Наступило неловкое молчание. Изабель подала знак Марселю, но он покачал головой…
— Нет, — пробормотал он. — Не мое дело…
— Мне известно о несчастном случае, — прервал его комиссар. — Мне известно также, что вы, мадам, и мсье Монтано занимались до этого очень оригинальным делом.
— Это имеет какое-то отношение к смерти моего мужа? — спросила Изабель.
— Может, и нет. Но, пожалуйста, я должен знать. Ришар ваш брат?
— Сводный по отцу.
— Мне известно о том, что произошло, — продолжал комиссар. — Брат упрекал вас в том, что вы вышли замуж за человека, виновного в его несчастье? Я только спрашиваю. Если хотите, могу задать вопрос по-другому. В каких отношениях были ваш муж и брат? Наверное, иногда ему было невыносимо.
Молодая женщина и Шамбон переглянулись.
— Например, — продолжал комиссар, — когда он его видел за столом или в парке?
— Он был с ним очень мил, — ответил Шамбон.

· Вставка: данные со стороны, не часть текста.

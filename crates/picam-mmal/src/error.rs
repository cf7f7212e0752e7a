//! Error types for the hardware layer.

use std::fmt;

use thiserror::Error;

use crate::buffer::BufferHeader;
use crate::{ComponentId, ConnectionId, PortRef};

/// Status codes reported by the multimedia stack.
#[derive(Debug, Clone, Copy, PartialEq, Eq, Hash)]
pub enum Status {
    /// Out of memory.
    NoMemory,
    /// Out of resources.
    NoSpace,
    /// Invalid argument.
    Invalid,
    /// Function not implemented or parameter not supported.
    NotSupported,
    /// No such entry.
    NotFound,
    /// No such device.
    NoDevice,
    /// I/O error.
    Io,
    /// Component is not ready.
    NotReady,
    /// Incorrect configuration.
    BadConfig,
    /// Port is already connected.
    IsConnected,
    /// Port is not connected.
    NotConnected,
    /// Resource temporarily unavailable.
    Again,
}

impl Status {
    /// Returns the conventional short name of the status.
    pub fn name(self) -> &'static str {
        match self {
            Self::NoMemory => "ENOMEM",
            Self::NoSpace => "ENOSPC",
            Self::Invalid => "EINVAL",
            Self::NotSupported => "ENOSYS",
            Self::NotFound => "ENOENT",
            Self::NoDevice => "ENXIO",
            Self::Io => "EIO",
            Self::NotReady => "ENOTREADY",
            Self::BadConfig => "ECONFIG",
            Self::IsConnected => "EISCONN",
            Self::NotConnected => "ENOTCONN",
            Self::Again => "EAGAIN",
        }
    }
}

impl fmt::Display for Status {
    fn fmt(&self, f: &mut fmt::Formatter<'_>) -> fmt::Result {
        f.write_str(self.name())
    }
}

/// Errors raised by the hardware layer.
#[derive(Debug, Error)]
pub enum HalError {
    /// A hardware call returned a failure status.
    #[error("{op} failed: {status}")]
    Status { op: &'static str, status: Status },

    /// The host has not been brought up.
    #[error("Host not brought up")]
    HostNotReady,

    /// No component with this id.
    #[error("Unknown component {0:?}")]
    UnknownComponent(ComponentId),

    /// No port with this reference.
    #[error("Unknown port {0}")]
    UnknownPort(PortRef),

    /// No connection with this id.
    #[error("Unknown connection {0:?}")]
    UnknownConnection(ConnectionId),

    /// The component still has live connections.
    #[error("Component {0:?} still has live connections")]
    StillConnected(ComponentId),

    /// A pool already exists for this port.
    #[error("Port {0} already owns a buffer pool")]
    PoolExists(PortRef),

    /// No pool exists for this port.
    #[error("Port {0} has no buffer pool")]
    NoPool(PortRef),

    /// The pool had no buffer to hand out.
    #[error("Buffer pool for port {0} is empty")]
    PoolExhausted(PortRef),

    /// A buffer was returned that the pool did not hand out.
    #[error("Buffer {index} does not belong to this pool or was already released")]
    ForeignBuffer { index: usize },
}

impl HalError {
    /// Shorthand for a failed hardware call.
    pub fn status(op: &'static str, status: Status) -> Self {
        Self::Status { op, status }
    }

    /// Returns the underlying status, if any.
    pub fn status_code(&self) -> Option<Status> {
        match self {
            Self::Status { status, .. } => Some(*status),
            _ => None,
        }
    }

    /// Returns true if the hardware reported the call as unsupported.
    pub fn is_not_supported(&self) -> bool {
        self.status_code() == Some(Status::NotSupported)
    }
}

/// A buffer the port refused, handed back to the caller.
#[derive(Debug)]
pub struct Rejected {
    pub buffer: BufferHeader,
    pub error: HalError,
}

#[cfg(test)]
mod tests {
    use super::*;

    #[test]
    fn test_status_display() {
        let err = HalError::status("enable port", Status::NotSupported);
        assert_eq!(err.to_string(), "enable port failed: ENOSYS");
        assert!(err.is_not_supported());
        assert!(!HalError::HostNotReady.is_not_supported());
    }
}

— А вы, мадам, что скажете вы? Может быть, иногда он выдавал свои чувства жестом или словом?
— Никогда.
— Ну и ну! Вам не кажется это странным? Какие чувства испытывал ваш муж к вашему брату — дружбу, чувство жалости или что-то другое? Вы не знаете? А ваш брат, он любил человека, который сделал его калекой?
— Вы можете спросить у него самого, — ответил, улыбаясь, Шамбон.
Дрё хотел рассердиться и поставить его на место, но сдержался.
— Поверьте, мне не нравится совать нос в чужие дела. Но тому, кто кончает жизнь самоубийством, никогда не удается достичь этим желаемой цели. Начинают копаться в его семейных делах, извращают истинное положение вещей, вы согласны, это почти тот случай.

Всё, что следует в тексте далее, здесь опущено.